Most books are stored in the elastic cloud where traffic is expensive. For this reason, we have a limit on daily download.

Download Archetypal shapes based on landmarks and extension to handle missing data PDF Free - Full Version

by Unknow| 2017| 30 pages| 0.7| English

Download Archetypal shapes based on landmarks and extension to handle missing data by in PDF format completely FREE. No registration required, no payment needed. Get instant access to this valuable resource on PDFdrive.to!

Free Download PDF

About Archetypal shapes based on landmarks and extension to handle missing data

Anthropometric data · Children's wear · Missing data.
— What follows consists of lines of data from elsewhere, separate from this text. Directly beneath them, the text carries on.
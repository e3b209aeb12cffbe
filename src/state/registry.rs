//! Every piece of conversational state the bot keeps, in one owned place.

use super::batcher::PhotoBatcher;
use super::flow_state::{FlowEntity, FlowStateManager};
use super::identity::{ConversationId, KeyScope};
use super::map::{StateMap, TrackedState};
use crate::domain::policy::Coordinates;
use crate::flows::assignment::AssignmentRecord;
use crate::flows::vehicle::VehicleRecord;
use crate::flows::FlowName;
use std::fmt;
use std::time::Duration;

/// The step a flat flow is waiting on.
///
/// Declaration order is the text routing priority for the first
/// fourteen steps; the last two only ever receive files.
#[derive(Clone, Copy, Debug, PartialEq, Eq, Hash)]
pub enum AwaitingFlow {
    SaveData,
    PolicySearch,
    UploadNumber,
    DeleteNumber,
    PaymentNumber,
    PaymentData,
    ContactTime,
    ServiceNumber,
    ServiceData,
    PhoneNumber,
    Origin,
    Destination,
    OriginDestination,
    DeleteReason,
    ExcelUpload,
    UploadFiles,
}

impl AwaitingFlow {
    pub const COUNT: usize = 16;

    pub const ALL: [AwaitingFlow; Self::COUNT] = [
        AwaitingFlow::SaveData,
        AwaitingFlow::PolicySearch,
        AwaitingFlow::UploadNumber,
        AwaitingFlow::DeleteNumber,
        AwaitingFlow::PaymentNumber,
        AwaitingFlow::PaymentData,
        AwaitingFlow::ContactTime,
        AwaitingFlow::ServiceNumber,
        AwaitingFlow::ServiceData,
        AwaitingFlow::PhoneNumber,
        AwaitingFlow::Origin,
        AwaitingFlow::Destination,
        AwaitingFlow::OriginDestination,
        AwaitingFlow::DeleteReason,
        AwaitingFlow::ExcelUpload,
        AwaitingFlow::UploadFiles,
    ];

    /// Order in which text messages check the awaiting maps.
    pub const TEXT_PRIORITY: [AwaitingFlow; 14] = [
        AwaitingFlow::SaveData,
        AwaitingFlow::PolicySearch,
        AwaitingFlow::UploadNumber,
        AwaitingFlow::DeleteNumber,
        AwaitingFlow::PaymentNumber,
        AwaitingFlow::PaymentData,
        AwaitingFlow::ContactTime,
        AwaitingFlow::ServiceNumber,
        AwaitingFlow::ServiceData,
        AwaitingFlow::PhoneNumber,
        AwaitingFlow::Origin,
        AwaitingFlow::Destination,
        AwaitingFlow::OriginDestination,
        AwaitingFlow::DeleteReason,
    ];

    pub fn as_str(&self) -> &'static str {
        match self {
            AwaitingFlow::SaveData => "save-data",
            AwaitingFlow::PolicySearch => "policy-search",
            AwaitingFlow::UploadNumber => "upload-number",
            AwaitingFlow::DeleteNumber => "delete-number",
            AwaitingFlow::PaymentNumber => "payment-number",
            AwaitingFlow::PaymentData => "payment-data",
            AwaitingFlow::ContactTime => "contact-time",
            AwaitingFlow::ServiceNumber => "service-number",
            AwaitingFlow::ServiceData => "service-data",
            AwaitingFlow::PhoneNumber => "phone-number",
            AwaitingFlow::Origin => "origin",
            AwaitingFlow::Destination => "destination",
            AwaitingFlow::OriginDestination => "origin-destination",
            AwaitingFlow::DeleteReason => "delete-reason",
            AwaitingFlow::ExcelUpload => "excel-upload",
            AwaitingFlow::UploadFiles => "upload-files",
        }
    }

    /// The flow that owns this step.
    pub fn owner(&self) -> FlowName {
        match self {
            AwaitingFlow::SaveData => FlowName::SavePolicy,
            AwaitingFlow::PolicySearch => FlowName::GetPolicy,
            AwaitingFlow::UploadNumber | AwaitingFlow::UploadFiles => FlowName::UploadFiles,
            AwaitingFlow::DeleteNumber | AwaitingFlow::DeleteReason => FlowName::DeletePolicy,
            AwaitingFlow::PaymentNumber | AwaitingFlow::PaymentData => FlowName::AddPayment,
            AwaitingFlow::ContactTime | AwaitingFlow::ServiceNumber | AwaitingFlow::ServiceData => {
                FlowName::AddService
            }
            AwaitingFlow::PhoneNumber
            | AwaitingFlow::Origin
            | AwaitingFlow::Destination
            | AwaitingFlow::OriginDestination => FlowName::OccupyPolicy,
            AwaitingFlow::ExcelUpload => FlowName::ExcelUpload,
        }
    }

    fn index(self) -> usize {
        self as usize
    }
}

impl fmt::Display for AwaitingFlow {
    fn fmt(&self, f: &mut fmt::Formatter<'_>) -> fmt::Result {
        f.write_str(self.as_str())
    }
}

/// What an awaiting step already knows.
#[derive(Clone, Debug, PartialEq)]
pub enum Pending {
    /// Nothing collected yet
    Fresh,
    /// Bound to one policy
    Policy(String),
    /// Bound to several policies (bulk delete)
    Policies(Vec<String>),
    /// Service just recorded, waiting for its contact time
    Contact { policy: String, expediente: String },
    /// Origin known, waiting for the destination
    Route { policy: String, origin: Coordinates },
}

impl Pending {
    pub fn policy(&self) -> Option<&str> {
        match self {
            Pending::Policy(number)
            | Pending::Contact { policy: number, .. }
            | Pending::Route { policy: number, .. } => Some(number),
            Pending::Fresh | Pending::Policies(_) => None,
        }
    }
}

/// Owns every state map. Constructed once and shared by the router,
/// the flows, the cleanup service and the expiry sweep.
#[derive(Debug)]
pub struct FlowStateRegistry {
    awaiting: [StateMap<Pending>; AwaitingFlow::COUNT],
    pub vehicles: StateMap<VehicleRecord>,
    pub assignments: StateMap<AssignmentRecord>,
    pub flow_state: FlowStateManager,
    pub photo_batches: PhotoBatcher,
}

impl FlowStateRegistry {
    pub fn new(photo_batch_window: Duration) -> Self {
        Self {
            awaiting: std::array::from_fn(|i| {
                StateMap::new(AwaitingFlow::ALL[i].as_str(), KeyScope::User)
            }),
            vehicles: StateMap::new("vehicle-registration", KeyScope::User),
            assignments: StateMap::new("policy-assignment", KeyScope::User),
            flow_state: FlowStateManager::new(),
            photo_batches: PhotoBatcher::new(photo_batch_window),
        }
    }

    pub fn awaiting(&self, step: AwaitingFlow) -> &StateMap<Pending> {
        &self.awaiting[step.index()]
    }

    /// Awaiting steps currently set for `id`, in declaration order.
    pub fn active_steps(&self, id: &ConversationId) -> Vec<AwaitingFlow> {
        AwaitingFlow::ALL
            .into_iter()
            .filter(|step| self.awaiting(*step).has(id))
            .collect()
    }

    pub fn has_base_autos_record(&self, id: &ConversationId) -> bool {
        self.vehicles.has(id) || self.assignments.has(id)
    }

    /// Drop the Base de Autos umbrella marker once neither sub-flow has a record.
    pub fn release_base_autos_if_idle(&self, id: &ConversationId) -> bool {
        if self.has_base_autos_record(id) {
            return false;
        }
        self.flow_state.clear_state(id, FlowEntity::BaseAutos)
    }

    /// Every map, for sweeps that must not miss one.
    pub fn tracked_maps(&self) -> Vec<&dyn TrackedState> {
        let mut maps: Vec<&dyn TrackedState> = self
            .awaiting
            .iter()
            .map(|map| map as &dyn TrackedState)
            .collect();
        maps.push(&self.vehicles);
        maps.push(&self.assignments);
        maps.push(self.flow_state.tracked());
        maps
    }
}

#[cfg(test)]
mod tests {
    use super::*;

    #[test]
    fn test_all_matches_declaration_order() {
        for (i, step) in AwaitingFlow::ALL.iter().enumerate() {
            assert_eq!(step.index(), i, "{} out of place", step);
        }
    }

    #[test]
    fn test_text_priority_is_declaration_prefix() {
        assert_eq!(
            AwaitingFlow::TEXT_PRIORITY[..],
            AwaitingFlow::ALL[..AwaitingFlow::TEXT_PRIORITY.len()]
        );
    }

    #[test]
    fn test_every_map_is_tracked() {
        let registry = FlowStateRegistry::new(Duration::from_secs(2));
        assert_eq!(registry.tracked_maps().len(), AwaitingFlow::COUNT + 3);
    }

    #[test]
    fn test_map_names_follow_steps() {
        let registry = FlowStateRegistry::new(Duration::from_secs(2));
        assert_eq!(registry.awaiting(AwaitingFlow::ContactTime).name(), "contact-time");
    }

    #[test]
    fn test_active_steps() {
        let registry = FlowStateRegistry::new(Duration::from_secs(2));
        let id = ConversationId::new(1, None, Some(1));

        registry
            .awaiting(AwaitingFlow::DeleteReason)
            .set(&id, Pending::Policies(vec!["A".into()]));
        registry
            .awaiting(AwaitingFlow::SaveData)
            .set(&id, Pending::Fresh);

        assert_eq!(
            registry.active_steps(&id),
            vec![AwaitingFlow::SaveData, AwaitingFlow::DeleteReason]
        );
    }
}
Mathematics . AA and ADA have been applied in many different fields, such as astrophysics.

Detailed Information

Author:	Unknown
Publication Year:	2017
Pages:	30
Language:	English
File Size:	0.7
Format:	PDF
Price:	FREE

Download Free PDF

Safe & Secure Download - No registration required

Why Choose PDFdrive for Your Free Archetypal shapes based on landmarks and extension to handle missing data Download?

100% Free: No hidden fees or subscriptions required for one book every day.
No Registration: Immediate access is available without creating accounts for one book every day.
Safe and Secure: Clean downloads without malware or viruses
Multiple Formats: PDF, MOBI, Mpub,... optimized for all devices
Educational Resource: Supporting knowledge sharing and learning

Frequently Asked Questions

Is it really free to download Archetypal shapes based on landmarks and extension to handle missing data PDF?

Yes, on https://PDFdrive.to you can download Archetypal shapes based on landmarks and extension to handle missing data by completely free. We don't require any payment, subscription, or registration to access this PDF file. For 3 books every day.

How can I read Archetypal shapes based on landmarks and extension to handle missing data on my mobile device?

After downloading Archetypal shapes based on landmarks and extension to handle missing data PDF, you can open it with any PDF reader app on your phone or tablet. We recommend using Adobe Acrobat Reader, Apple Books, or Google Play Books for the best reading experience.

Is this the full version of Archetypal shapes based on landmarks and extension to handle missing data?

Yes, this is the complete PDF version of Archetypal shapes based on landmarks and extension to handle missing data by Unknow. You will be able to read the entire content as in the printed version without missing any pages.

Is it legal to download Archetypal shapes based on landmarks and extension to handle missing data PDF for free?

https://PDFdrive.to provides links to free educational resources available online. We do not store any files on our servers. Please be aware of copyright laws in your country before downloading.

The materials shared are intended for research, educational, and personal use in accordance with fair use principles.